Parfois même, on est obligé de superposer l'intervention de plusieurs lois ».
La mesure se compose ainsi souvent de deux opérations : l'une physique,
expérimentale, accompagnée de dénombrement ; l'autre qui est un calcul,
l'application d'une ou de plusieurs formules. Ces deux opérations entraînent
des erreurs que l'on s'efforce de rendre aussi minimes que possible, au moyen
de procédés opératoires et de calculs, souvent fort compliqués et que nous ne
pouvons exposer ici.
***
En pédagogie l'emploi de la
mesure – qui est plutôt une sériation – a surtout pour but de parvenir à une
appréciation moins subjective du rendement scolaire et de la valeur des
procédés didactiques.

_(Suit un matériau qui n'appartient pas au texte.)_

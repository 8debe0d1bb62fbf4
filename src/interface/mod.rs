//! Bus interface abstraction for the MPU-6000 driver.

pub mod i2c;
pub mod spi;

use crate::params::BusSpeed;
use crate::registers::SENSOR_DATA_BYTES;

/// Largest number of data bytes a single burst may deliver.
pub const MAX_BURST_BYTES: usize = 1024;

/// Buffer filled by one burst transaction; reused every tick.
#[derive(Debug, Clone)]
pub struct BurstFrame {
    /// Command byte clocked out at the start of the transfer.
    pub command: u8,
    /// `INT_STATUS` captured alongside the data.
    pub int_status: u8,
    /// Raw sensor bytes, `samples * sample_size` of which are valid.
    pub data: [u8; MAX_BURST_BYTES],
}

impl BurstFrame {
    /// Creates a zeroed frame.
    pub const fn new() -> Self {
        Self {
            command: 0,
            int_status: 0,
            data: [0; MAX_BURST_BYTES],
        }
    }

    /// Returns the bytes of the `index`-th sample described by `read`.
    pub fn sample(&self, read: BurstRead, index: usize) -> Option<&[u8]> {
        if index >= read.samples {
            return None;
        }
        let start = index.checked_mul(read.sample_size)?;
        let end = start.checked_add(read.sample_size)?;
        self.data.get(start..end)
    }
}

impl Default for BurstFrame {
    fn default() -> Self {
        Self::new()
    }
}

/// Shape of the data returned by a burst transaction.
#[derive(Debug, Clone, Copy, PartialEq, Eq)]
#[cfg_attr(feature = "defmt", derive(defmt::Format))]
pub struct BurstRead {
    /// Number of complete samples in the frame.
    pub samples: usize,
    /// Size of each sample in bytes.
    pub sample_size: usize,
}

impl BurstRead {
    /// No new data; not an error.
    pub const EMPTY: Self = Self {
        samples: 0,
        sample_size: SENSOR_DATA_BYTES,
    };

    /// A single accel/temp/gyro block.
    pub const SINGLE: Self = Self {
        samples: 1,
        sample_size: SENSOR_DATA_BYTES,
    };

    /// Returns `true` when the transaction produced nothing to accumulate.
    pub const fn is_empty(&self) -> bool {
        self.samples == 0
    }
}

/// Errors shared by the bundled transports.
#[derive(Debug, Clone, Copy, PartialEq, Eq)]
#[cfg_attr(feature = "defmt", derive(defmt::Format))]
pub enum TransportError<E> {
    /// Error raised by the underlying bus peripheral.
    Bus(E),
    /// The data-ready input could not be read.
    DataReadyPin,
    /// The transfer completed but its contents are implausible.
    CorruptFrame,
}

impl<E> From<E> for TransportError<E> {
    fn from(err: E) -> Self {
        Self::Bus(err)
    }
}

/// Abstraction over the low-level bus access required by the driver.
pub trait Mpu6000Interface {
    /// Error type produced by the concrete bus implementation.
    type Error;

    /// One-time mode and clock setup, run before any register access.
    fn init(&mut self) -> core::result::Result<(), Self::Error>;

    /// Transport-specific housekeeping right after a device reset.
    fn after_reset(&mut self) -> core::result::Result<(), Self::Error> {
        Ok(())
    }

    /// Reads a single register.
    fn read_register(&mut self, register: u8) -> core::result::Result<u8, Self::Error>;

    /// Writes a single register.
    fn write_register(&mut self, register: u8, value: u8) -> core::result::Result<(), Self::Error>;

    /// Switches between the configuration and sampling bus clocks.
    fn set_bus_speed(&mut self, speed: BusSpeed) -> core::result::Result<(), Self::Error>;

    /// Performs one sampling transaction into `frame`.
    ///
    /// Returning [`BurstRead::EMPTY`] means no new data was available.
    fn read_burst(&mut self, frame: &mut BurstFrame) -> core::result::Result<BurstRead, Self::Error>;
}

L'emploi des tests (voir ce mot) est cependant encore
loin d'être généralisé bien que les examens actuels soulèvent depuis longtemps
des critiques nombreuses. Nous sommes encore éloignés de ce que Claparède a
appelé « l'école sur mesure » (voir au mot : École). La plupart des ouvrages
qui traitent de ces sujets s'adressent à des spécialistes de la pédagogie et
sont ignorés de la grasse masse des instituteurs. J'en signalerai quelques-uns
à la fin de cette étude ne pouvant m'attarder sur un sujet ardu qui
n'intéresserait que peu de lecteurs de l'Encyclopédie.
***
Je serai presque aussi bref en
ce qui concerne l'emploi de la mesure par l'enfant. Actuellement à l'école
primaire quelques défauts sont à signaler. D'abord on ne mesure pas assez. Les
enfants font trop de calculs sur les longueurs, les surfaces, etc., sans opérer
de mesures effectives. On veut, en ce faisant, aller vite et éviter toute perte
de temps ; en réalité, on enseigne des notions qui sont mal assimilées et on ne
forme pas l'esprit. Pour former l'esprit il faut être moins pressé et, sans
vouloir faire passer les enfants par toutes les étapes du progrès, il est bon
de procéder à une récapitulation abrégée. Il est utile que les enfants se
rendent compte, en les employant, de l'inconvénient des mesures naturelles,
même étalonnées, et avant de leur faire calculer des surfaces, il est utile de
leur en faire mesurer (avec un centimètre carré en papier pris comme unité de
mesure, par exemple). Enfin il faut éviter d'enseigner des erreurs (nous en
avons signalé quelques[1]unes
au cours de cet article) et s'efforcer de bien faire comprendre quels sont les
avantages principaux de notre système actuel de mesures.